Source: James G.T. Fairfield’s book, WHEN YOU DON’T AGREE

Foundations of Successful Communication

Being Present

Good communication is more than just talking – it is a blend of actively listening to your conversation partner and clearly stating your response in language that can be understood. Additionally, non-verbal cues are utilized to facilitate understanding. Active listening involves being present–in the moment–NOT thinking about what you plan to say when the other person stops talking! It is paying attention to what is said and the way in which it is said. Many of us rarely experience being truly listened to in our daily lives. We are typically heard with “half an ear” while the listener thinks of other things and/or multitasks. By giving someone your full attention they will not only feel heard, but you will be more aware of what is actually being communicated. When fully listening, you are less likely to filter out the information that does not fit your view of the situation.

Reflective Listening

Communicating clearly involves not only speaking with care, but also includes utilizing active listening and reflecting back what is said. This ensures you are addressing the points and ideas your conversation partner just conveyed. We often listen with a “filter” on our ears. We tend to hear that which agrees with us or fits our notion of what the speaker should be saying, and then ignore the rest. For example: If we have the expectation that the other person will be negative about an idea, we may filter out any positive comments and only focus on the negative ones. We do not truly hear the other. Our filters depend on our needs, our self-esteem and the communication patterns that we learned from our families. Make sure you are responding to the same conversation as your partner when you speak in order to be heard. Practice paraphrasing back with each other to ensure both are fully heard and completely understood. Simply take the time to say, for example, “What I heard you saying is…” and summarize the points just made. Then ask if that is accurate or if anything was missed.

Non-Verbal Cues

Research indicates that 95% of all communication is non-verbal. Factors such as tone of voice, pace of speaking, how we hold our bodies, the physical space between the conversant, amount of eye contact and loudness/softness of voice often convey more about what is being said than actual words. When we agree on a subject with another person in a conversation, our non-verbal cues will match. A simple way to convey empathy and understanding, even if you disagree with what is being said, is to match your tone of voice, speed of speaking and body language to the other speaker.

Complicating Factors

Another factor that may affect the ability to communicate effectively is the different style in which people communicate, particularly different tendencies between men and women. For example, a common pattern in males is to use communication to transfer information, whereas females often communicate to process emotions or a decision. If these communication patterns are not understood, it can lead to confusion, frustration, and faulty communication. The male does not understand why the female keeps talking about the subject when he has given her the information she needs to make a decision, the female does not understand why the male is giving her advice when she wants to talk about the issue in more detail so she can process what needs to be accomplished. Be aware of different communication styles and utilize this type of information to enable you to structure your communication and responses accordingly. This will make you a much stronger communicator!

Goal Setting

Anyone can set goals. It’s reaching them that’s the hard part. It’s important to set the bar at the right height for success and then follow through.

Goal Setting Basics

Is your goal…?

  • Realistic?
    — Can this goal be realistically met?
  • Attainable?
    — Could this goal truly be achieved?
  • Concrete?
    — Is this goal specific and set forth in sufficient detail?
  • Positive?
    — Is this goal stated in a positive form?
  • Motivating?
    — Does this goal motivate you to accomplish it, or does it discourage you?
  • Measurable?
    — Is this goal time-limited?

Following these simple criteria will help you set goals that are more manageable and will give them a higher likelihood of being achieved

Set your goals by making sure that, at a minimum, your goal meets the above criteria. Spend some time thinking about why a particular goal is desired and what it will mean to you.

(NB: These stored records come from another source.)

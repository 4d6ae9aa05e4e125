//! Error types for candictl
//!
//! Errors are structured with fields so that the phase, step or node that
//! failed is visible in the final message. Per-node failures inside a node
//! group are gathered into a [`MultiError`] instead of aborting early.

use std::fmt;
use std::path::PathBuf;

use thiserror::Error;

/// Default context value when no specific context is available
pub const UNKNOWN_CONTEXT: &str = "unknown";

/// Main error type for candictl operations
#[derive(Debug, Error)]
pub enum Error {
    /// A configuration document failed schema or cross-field validation
    #[error("invalid configuration{}: {message}", document.as_ref().map(|d| format!(" [{}]", d)).unwrap_or_default())]
    ConfigInvalid {
        /// Description of what's invalid
        message: String,
        /// Document kind or field path, if known
        document: Option<String>,
    },

    /// The state cache carries a tombstone and must not be reused
    #[error(
        "state cache {} is exhausted: the cluster was probably already bootstrapped or destroyed. \
         Delete the cache directory manually to proceed",
        path.display()
    )]
    CacheExhausted {
        /// Cache directory
        path: PathBuf,
    },

    /// A cache entry could not be decoded
    #[error("state cache entry {key} is corrupt: {message}")]
    CacheCorrupt {
        /// Cache key
        key: String,
        /// Description of the decoding failure
        message: String,
    },

    /// The runner has been stopped and refuses further operations
    #[error("runner {step} is stopped")]
    RunnerStopped {
        /// Runner step or name
        step: String,
    },

    /// The pipeline was declined by the user or cancelled
    #[error("pipeline {pipeline} aborted: {reason}")]
    PipelineAborted {
        /// Pipeline name
        pipeline: String,
        /// Why the pipeline did not proceed
        reason: String,
    },

    /// The IaC subprocess exited with an error
    #[error("{command} failed for {step}: {message}")]
    PipelineFailed {
        /// Runner step or name
        step: String,
        /// Subcommand that failed (init, plan, apply, destroy, output)
        command: String,
        /// Captured stderr or a pointer to the debug output
        message: String,
    },

    /// Expected state is absent
    #[error("{message}")]
    StateMissing {
        /// Description of the missing state
        message: String,
    },

    /// A readiness wait timed out
    #[error("not ready: {message}")]
    NodeNotReady {
        /// Description of what did not become ready
        message: String,
    },

    /// Kubernetes API error
    #[error("kubernetes error: {source}")]
    Kube {
        /// The underlying kube-rs error
        #[from]
        source: kube::Error,
    },

    /// Kubernetes API operation failed with additional context
    #[error("kubernetes {operation} failed: {message}")]
    KubeApi {
        /// Operation that failed (e.g. "get secret d8-system/foo")
        operation: String,
        /// Description of the failure
        message: String,
    },

    /// SSH host is not reachable
    #[error("ssh {host} is unavailable: {message}")]
    SshUnavailable {
        /// Target host
        host: String,
        /// Description of the failure
        message: String,
    },

    /// The kube proxy or a tunnel could not be established
    #[error("proxy failed: {message}")]
    ProxyFailed {
        /// Description of the failure
        message: String,
    },

    /// Several independent failures collected within one group
    #[error("{0}")]
    Multi(MultiError),

    /// A retry loop or wait was interrupted by shutdown
    #[error("{operation}: loop cancelled")]
    LoopCancelled {
        /// Name of the interrupted operation
        operation: String,
    },

    /// Serialization/deserialization error
    #[error("serialization error: {message}")]
    Serialization {
        /// Description of what failed
        message: String,
        /// The document or resource kind being serialized (if known)
        kind: Option<String>,
    },

    /// Filesystem or process I/O error
    #[error("io error: {source}")]
    Io {
        /// The underlying I/O error
        #[from]
        source: std::io::Error,
    },

    /// Internal/operational error
    #[error("internal error [{context}]: {message}")]
    Internal {
        /// Description of what failed
        message: String,
        /// Context where the error occurred
        context: String,
    },
}

impl Error {
    /// Create a config validation error
    pub fn config_invalid(msg: impl Into<String>) -> Self {
        Self::ConfigInvalid {
            message: msg.into(),
            document: None,
        }
    }

    /// Create a config validation error for a specific document or field
    pub fn config_invalid_in(document: impl Into<String>, msg: impl Into<String>) -> Self {
        Self::ConfigInvalid {
            message: msg.into(),
            document: Some(document.into()),
        }
    }

    /// Create a corrupt cache entry error
    pub fn cache_corrupt(key: impl Into<String>, msg: impl Into<String>) -> Self {
        Self::CacheCorrupt {
            key: key.into(),
            message: msg.into(),
        }
    }

    /// Create a runner-stopped error
    pub fn runner_stopped(step: impl Into<String>) -> Self {
        Self::RunnerStopped { step: step.into() }
    }

    /// Create a pipeline-aborted error
    pub fn pipeline_aborted(pipeline: impl Into<String>, reason: impl Into<String>) -> Self {
        Self::PipelineAborted {
            pipeline: pipeline.into(),
            reason: reason.into(),
        }
    }

    /// Create a pipeline-failed error
    pub fn pipeline_failed(
        step: impl Into<String>,
        command: impl Into<String>,
        msg: impl Into<String>,
    ) -> Self {
        Self::PipelineFailed {
            step: step.into(),
            command: command.into(),
            message: msg.into(),
        }
    }

    /// Create a state-missing error
    pub fn state_missing(msg: impl Into<String>) -> Self {
        Self::StateMissing {
            message: msg.into(),
        }
    }

    /// Create a readiness timeout error
    pub fn node_not_ready(msg: impl Into<String>) -> Self {
        Self::NodeNotReady {
            message: msg.into(),
        }
    }

    /// Create a kubernetes operation error
    pub fn kube_api(operation: impl Into<String>, msg: impl Into<String>) -> Self {
        Self::KubeApi {
            operation: operation.into(),
            message: msg.into(),
        }
    }

    /// Create an SSH availability error
    pub fn ssh_unavailable(host: impl Into<String>, msg: impl Into<String>) -> Self {
        Self::SshUnavailable {
            host: host.into(),
            message: msg.into(),
        }
    }

    /// Create a proxy error
    pub fn proxy_failed(msg: impl Into<String>) -> Self {
        Self::ProxyFailed {
            message: msg.into(),
        }
    }

    /// Create a cancelled-loop error
    pub fn loop_cancelled(operation: impl Into<String>) -> Self {
        Self::LoopCancelled {
            operation: operation.into(),
        }
    }

    /// Create a serialization error
    pub fn serialization(msg: impl Into<String>) -> Self {
        Self::Serialization {
            message: msg.into(),
            kind: None,
        }
    }

    /// Create a serialization error for a known document kind
    pub fn serialization_for(kind: impl Into<String>, msg: impl Into<String>) -> Self {
        Self::Serialization {
            message: msg.into(),
            kind: Some(kind.into()),
        }
    }

    /// Create an internal error with the given message
    pub fn internal(msg: impl Into<String>) -> Self {
        Self::Internal {
            message: msg.into(),
            context: UNKNOWN_CONTEXT.to_string(),
        }
    }

    /// Create an internal error with context
    pub fn internal_with_context(context: impl Into<String>, msg: impl Into<String>) -> Self {
        Self::Internal {
            message: msg.into(),
            context: context.into(),
        }
    }

    /// Whether this error means the operation was interrupted rather than failed
    pub fn is_cancellation(&self) -> bool {
        matches!(
            self,
            Self::LoopCancelled { .. } | Self::PipelineAborted { .. } | Self::RunnerStopped { .. }
        )
    }
}

impl From<serde_json::Error> for Error {
    fn from(e: serde_json::Error) -> Self {
        Self::serialization(e.to_string())
    }
}

impl From<MultiError> for Error {
    fn from(e: MultiError) -> Self {
        Self::Multi(e)
    }
}

/// A list of errors collected while iterating over independent items
#[derive(Debug, Default)]
pub struct MultiError {
    errors: Vec<Error>,
}

impl MultiError {
    /// Create an empty collection
    pub fn new() -> Self {
        Self::default()
    }

    /// Append an error
    pub fn push(&mut self, err: Error) {
        self.errors.push(err);
    }

    /// Number of collected errors
    pub fn len(&self) -> usize {
        self.errors.len()
    }

    /// True when nothing was collected
    pub fn is_empty(&self) -> bool {
        self.errors.is_empty()
    }

    /// Collected errors in insertion order
    pub fn errors(&self) -> &[Error] {
        &self.errors
    }

    /// `Ok(())` when empty, otherwise `Err(Error::Multi)`
    pub fn into_result(self) -> Result<(), Error> {
        if self.errors.is_empty() {
            Ok(())
        } else {
            Err(Error::Multi(self))
        }
    }

    /// Like [`into_result`](Self::into_result), but a lone error is returned as is
    pub fn into_flat_result(mut self) -> Result<(), Error> {
        match self.errors.len() {
            0 => Ok(()),
            1 => Err(self.errors.remove(0)),
            _ => Err(Error::Multi(self)),
        }
    }
}

impl fmt::Display for MultiError {
    fn fmt(&self, f: &mut fmt::Formatter<'_>) -> fmt::Result {
        if self.errors.len() == 1 {
            return write!(f, "1 error occurred:\n\t* {}", self.errors[0]);
        }
        write!(f, "{} errors occurred:", self.errors.len())?;
        for err in &self.errors {
            write!(f, "\n\t* {}", err)?;
        }
        Ok(())
    }
}

impl std::error::Error for MultiError {}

Another important key is to write your goals down. Then break them down into manageable steps. Take time to review your goals frequently–some experts suggest reviewing them on a daily basis! This keeps you focused on achieving them, and helps you make better decisions about how to manage your time and priorities. Taking the time to set well-thought out goals can truly make a difference and set you well on your way to achieving them and becoming more successful–at whatever you choose to do.

Motivation

Just having goals isn’t enough. You need motivation to get you across the finish line. Where does motivation come from? What might get in your way?

All too often, it seems like what keeps us from being motivated to get things done is that there is so much to do. We look at the big picture and it all is just way too much.What the difference would be if we were to take just one step at a time.

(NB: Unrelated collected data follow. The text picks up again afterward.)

//! Intermediate state streaming
//!
//! While apply or destroy runs, the tool rewrites its state file many times.
//! [`StateSaver`] watches that file and hands each new non-empty content to a
//! [`StateDestination`], so a crash halfway through a long apply still leaves
//! the cluster with a recent copy of the state.

use std::path::{Path, PathBuf};
use std::sync::Arc;
use std::time::Duration;

use async_trait::async_trait;
#[cfg(test)]
use mockall::automock;
use notify::{recommended_watcher, Event, EventKind, RecommendedWatcher, RecursiveMode, Watcher};
use tokio::sync::mpsc;
use tokio::task::JoinHandle;
use tokio_util::sync::CancellationToken;
use tracing::{debug, warn};

use candictl_common::Result;

const POLL_INTERVAL: Duration = Duration::from_secs(1);

/// Where intermediate states go
#[cfg_attr(test, automock)]
#[async_trait]
pub trait StateDestination: Send + Sync {
    /// Persist one snapshot of the state file
    async fn save_state(&self, state: &[u8]) -> Result<()>;
}

/// Watches a state file and forwards changes to a destination
pub struct StateSaver {
    destination: Arc<dyn StateDestination>,
    token: CancellationToken,
    task: Option<JoinHandle<()>>,
    started: bool,
}

impl std::fmt::Debug for StateSaver {
    fn fmt(&self, f: &mut std::fmt::Formatter<'_>) -> std::fmt::Result {
        f.debug_struct("StateSaver")
            .field("started", &self.started)
            .field("running", &self.task.is_some())
            .finish()
    }
}

impl StateSaver {
    /// Saver that writes to `destination`
    pub fn new(destination: Arc<dyn StateDestination>) -> Self {
        Self {
            destination,
            token: CancellationToken::new(),
            task: None,
            started: false,
        }
    }

    /// Whether the watcher task is running
    pub fn is_running(&self) -> bool {
        self.task.is_some()
    }

    /// Start watching `path`. A saver runs at most once; later calls are no-ops.
    pub fn start(&mut self, path: &Path) {
        if self.started {
            return;
        }
        self.started = true;

        let path = path.to_path_buf();
        let last = std::fs::read(&path).unwrap_or_default();
        let (tx, rx) = mpsc::channel(1);
        let watcher = watch_file(&path, tx);

        let destination = self.destination.clone();
        let token = self.token.clone();
        self.task = Some(tokio::spawn(async move {
            // dropped with the task
            let _watcher = watcher;
            run(path, last, rx, destination, token).await;
        }));
    }

    /// Stop watching. The file is checked one last time and any in-flight
    /// save finishes before this returns.
    pub async fn stop(&mut self) {
        self.token.cancel();
        if let Some(task) = self.task.take() {
            if let Err(e) = task.await {
                warn!(error = %e, "State saver task failed");
            }
        }
    }
}

fn watch_file(path: &Path, tx: mpsc::Sender<()>) -> Option<RecommendedWatcher> {
    let file_name = path.file_name()?.to_os_string();
    let dir = path.parent()?.to_path_buf();

    let watcher = recommended_watcher(move |res: notify::Result<Event>| {
        let Ok(event) = res else {
            return;
        };
        if !matches!(event.kind, EventKind::Modify(_) | EventKind::Create(_)) {
            return;
        }
        if event
            .paths
            .iter()
            .any(|p| p.file_name() == Some(file_name.as_os_str()))
        {
            // a pending notification already covers this change
            let _ = tx.try_send(());
        }
    });

    match watcher {
        Ok(mut w) => match w.watch(&dir, RecursiveMode::NonRecursive) {
            Ok(()) => Some(w),
            Err(e) => {
                warn!(dir = %dir.display(), error = %e, "Cannot watch state directory, polling only");
                None
            }
        },
        Err(e) => {
            warn!(error = %e, "Cannot create file watcher, polling only");
            None
        }
    }
}

async fn run(
    path: PathBuf,
    mut last: Vec<u8>,
    mut rx: mpsc::Receiver<()>,
    destination: Arc<dyn StateDestination>,
    token: CancellationToken,
) {
    let mut ticker = tokio::time::interval(POLL_INTERVAL);
    ticker.set_missed_tick_behavior(tokio::time::MissedTickBehavior::Delay);

    loop {
        tokio::select! {
            _ = token.cancelled() => break,
            _ = rx.recv() => {}
            _ = ticker.tick() => {}
        }
        check(&path, &mut last, destination.as_ref()).await;
    }
    check(&path, &mut last, destination.as_ref()).await;
    debug!(path = %path.display(), "State saver stopped");
}

async fn check(path: &Path, last: &mut Vec<u8>, destination: &dyn StateDestination) {
    let Ok(data) = tokio::fs::read(path).await else {
        return;
    };
    if data.is_empty() || data == *last {
        return;
    }
    match destination.save_state(&data).await {
        Ok(()) => {
            debug!(path = %path.display(), bytes = data.len(), "Intermediate state saved");
            *last = data;
        }
        Err(e) => warn!(path = %path.display(), error = %e, "Failed to save intermediate state"),
    }
}

#[cfg(test)]
mod tests {
    use super::*;
    use candictl_common::Error;
    use std::sync::Mutex;

    struct Recorder(Mutex<Vec<Vec<u8>>>);

    #[async_trait]
    impl StateDestination for Recorder {
        async fn save_state(&self, state: &[u8]) -> Result<()> {
            self.0.lock().unwrap().push(state.to_vec());
            Ok(())
        }
    }

    #[tokio::test]
    async fn test_saves_changed_content_once() {
        let dir = tempfile::tempdir().unwrap();
        let path = dir.path().join("state.tfstate");

        let mut destination = MockStateDestination::new();
        destination
            .expect_save_state()
            .withf(|state| state == br#"{"serial":1}"#)
            .times(1)
            .returning(|_| Ok(()));

        let mut saver = StateSaver::new(Arc::new(destination));
        saver.start(&path);
        std::fs::write(&path, br#"{"serial":1}"#).unwrap();
        tokio::time::sleep(Duration::from_millis(1500)).await;
        saver.stop().await;
        assert!(!saver.is_running());
    }

    #[tokio::test]
    async fn test_ignores_initial_and_empty_content() {
        let dir = tempfile::tempdir().unwrap();
        let path = dir.path().join("state.tfstate");
        std::fs::write(&path, b"initial").unwrap();

        let recorder = Arc::new(Recorder(Mutex::new(Vec::new())));
        let mut saver = StateSaver::new(recorder.clone());
        saver.start(&path);
        std::fs::write(&path, b"").unwrap();
        saver.stop().await;

        assert!(recorder.0.lock().unwrap().is_empty());
    }

    #[tokio::test]
    async fn test_final_check_on_stop() {
        let dir = tempfile::tempdir().unwrap();
        let path = dir.path().join("state.tfstate");

        let recorder = Arc::new(Recorder(Mutex::new(Vec::new())));
        let mut saver = StateSaver::new(recorder.clone());
        saver.start(&path);
        std::fs::write(&path, b"last").unwrap();
        saver.stop().await;

        assert_eq!(recorder.0.lock().unwrap().last().unwrap(), b"last");
    }

    #[tokio::test]
    async fn test_destination_errors_are_not_fatal() {
        let dir = tempfile::tempdir().unwrap();
        let path = dir.path().join("state.tfstate");

        let mut destination = MockStateDestination::new();
        destination
            .expect_save_state()
            .returning(|_| Err(Error::kube_api("patch secret", "connection refused")));

        let mut saver = StateSaver::new(Arc::new(destination));
        saver.start(&path);
        std::fs::write(&path, b"state").unwrap();
        saver.stop().await;
    }

    #[tokio::test]
    async fn test_start_after_stop_is_noop() {
        let dir = tempfile::tempdir().unwrap();
        let path = dir.path().join("state.tfstate");

        let mut saver = StateSaver::new(Arc::new(MockStateDestination::new()));
        saver.start(&path);
        saver.stop().await;
        saver.start(&path);
        assert!(!saver.is_running());
    }
}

Sure, looking at everything is a huge burden, but what if you were to break it all down? It seems like things may be a lot more manageable when we break them down as opposed to seeing them all at once. Perhaps that may empower us enough and motivate us to get it all done. Let’s be realistic: there is no way on earth that you could do everything all at the same time. So why not take the big burden off and concentrate on getting only one job done at a time?

Organization

Keeping everything in its place comes more naturally for some people than others. Here you’ll find tips for tidying up your thoughts and keeping your mind humming, too.

Time Management and Organization

With hectic work schedules, family responsibilities, social meetings and more, you may feel as if you don’t have time to get to everything you need and want to do. You can’t always control what needs to be done. But you can control how you approach getting it done. Whether it’s finding a few big changes you can make or a lot of little changes, they can all add up to more free time and less stress.

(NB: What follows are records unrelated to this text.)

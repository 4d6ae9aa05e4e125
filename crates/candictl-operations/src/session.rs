//! Kubernetes connection of a command: a kubeconfig or the SSH kube proxy

use std::path::PathBuf;

use kube::Client;
use tokio_util::sync::CancellationToken;
use tracing::info;

use candictl_common::kube_utils::{create_client, create_proxy_client};
use candictl_common::Result;
use candictl_config::{MetaConfig, SchemaStore};
use candictl_kube::{get_meta_config, ClusterStateStore};
use candictl_ssh::{KubeProxy, SshClient};

/// How a command reaches the API server
#[derive(Debug, Clone)]
pub enum KubeAccess {
    /// Connect with a kubeconfig
    Kubeconfig(PathBuf),
    /// Tunnel to `kubectl proxy` on the master
    Ssh(SshClient),
}

/// An open connection. The proxy, if any, lives as long as the session.
pub struct KubeSession {
    client: Client,
    proxy: Option<KubeProxy>,
}

impl std::fmt::Debug for KubeSession {
    fn fmt(&self, f: &mut std::fmt::Formatter<'_>) -> std::fmt::Result {
        f.debug_struct("KubeSession")
            .field("proxy", &self.proxy)
            .finish_non_exhaustive()
    }
}

impl KubeSession {
    /// Connect through `access`
    pub async fn connect(access: &KubeAccess) -> Result<Self> {
        match access {
            KubeAccess::Kubeconfig(path) => {
                info!(kubeconfig = %path.display(), "Connecting to Kubernetes API");
                Ok(Self {
                    client: create_client(Some(path)).await?,
                    proxy: None,
                })
            }
            KubeAccess::Ssh(ssh) => {
                info!("Connecting to Kubernetes API over SSH");
                let proxy = ssh.kube_proxy().await?;
                let client = create_proxy_client(proxy.local_port())?;
                Ok(Self {
                    client,
                    proxy: Some(proxy),
                })
            }
        }
    }

    /// Client for the session
    pub fn client(&self) -> Client {
        self.client.clone()
    }

    /// Stop the proxy; the client must not be used afterwards
    pub async fn stop(&mut self) {
        if let Some(mut proxy) = self.proxy.take() {
            proxy.stop().await;
        }
    }
}

/// Configuration stored in a running cluster, with the cluster UUID
pub async fn cluster_meta_config(
    client: &Client,
    store: &dyn ClusterStateStore,
    schema_store: &SchemaStore,
    cancel: &CancellationToken,
) -> Result<MetaConfig> {
    let mut meta = get_meta_config(client, schema_store, cancel).await?;
    meta.uuid = store.get_cluster_uuid().await?;
    Ok(meta)
}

The first step in learning how to manage your time is to develop a general work schedule. Your work schedule should include time for yourself so you can re-energize during the day.

After you’ve defined the major elements of your workload, the next step is to prioritize them. What needs to be done today? What needs to be done this week? What can wait until next week?

Setting priorities depends on things like deadlines and whether you’ll need to wait for someone else to help or give you information. If you’re involved in group projects, be sure to factor in extra time for communication and problem-solving.

By setting up your work schedule and identifying your priorities, you‘ve already started down the road to more effective time management. Here are some other suggestions you may find helpful:

  • Enlist support early.
    As soon as you realize you can use some help on a task or project, ask for it right away. That can help you give your helper(s) enough lead time to work it into their schedules, too.
  • Start with the most worrisome task.
    This will help you breathe easier for the next task and make the rest of your day less stressful.
  • Beat deadlines whenever you can.
    Not only will this reduce stress and lighten your work schedule, but it will also give you more self-confidence about managing your schedule.
  • Know your capacity for stress.
    When you’re hitting overload, take the break you need (even if it’s just a short one) when you need it.
  • Stay organized.
    Take a few minutes at the end of each day to organize your workspace. Make reminder lists of tasks for the next day or week.
  • Celebrate each success.
    As a reward, allow yourself some “down time” between busy periods to review your schedule and figure out what task comes next.
  • Get physical. Exercise helps you reduce your stress. Working activity into your routine can give your resilience a natural boost.
  • Have fun.
    Be sure to have some fun while working or playing. A good sense of humor can help keep issues in perspective.
  • Get involved in your community.
    It can help to get to know your neighbors or others who live in your community. That way you can each have a support system close to home.
  • Build flexibility into your schedule.
    Your availability to family and friends depends on the flexibility you build into your schedule.

Procrastination

Do you find yourself putting off important things? Now you can start working toward your goals and getting things done.

Procrastination Why

But procrastination doesn’t feel good. When an unfinished chore is hanging over your head, it’s like living under your own personal cloud.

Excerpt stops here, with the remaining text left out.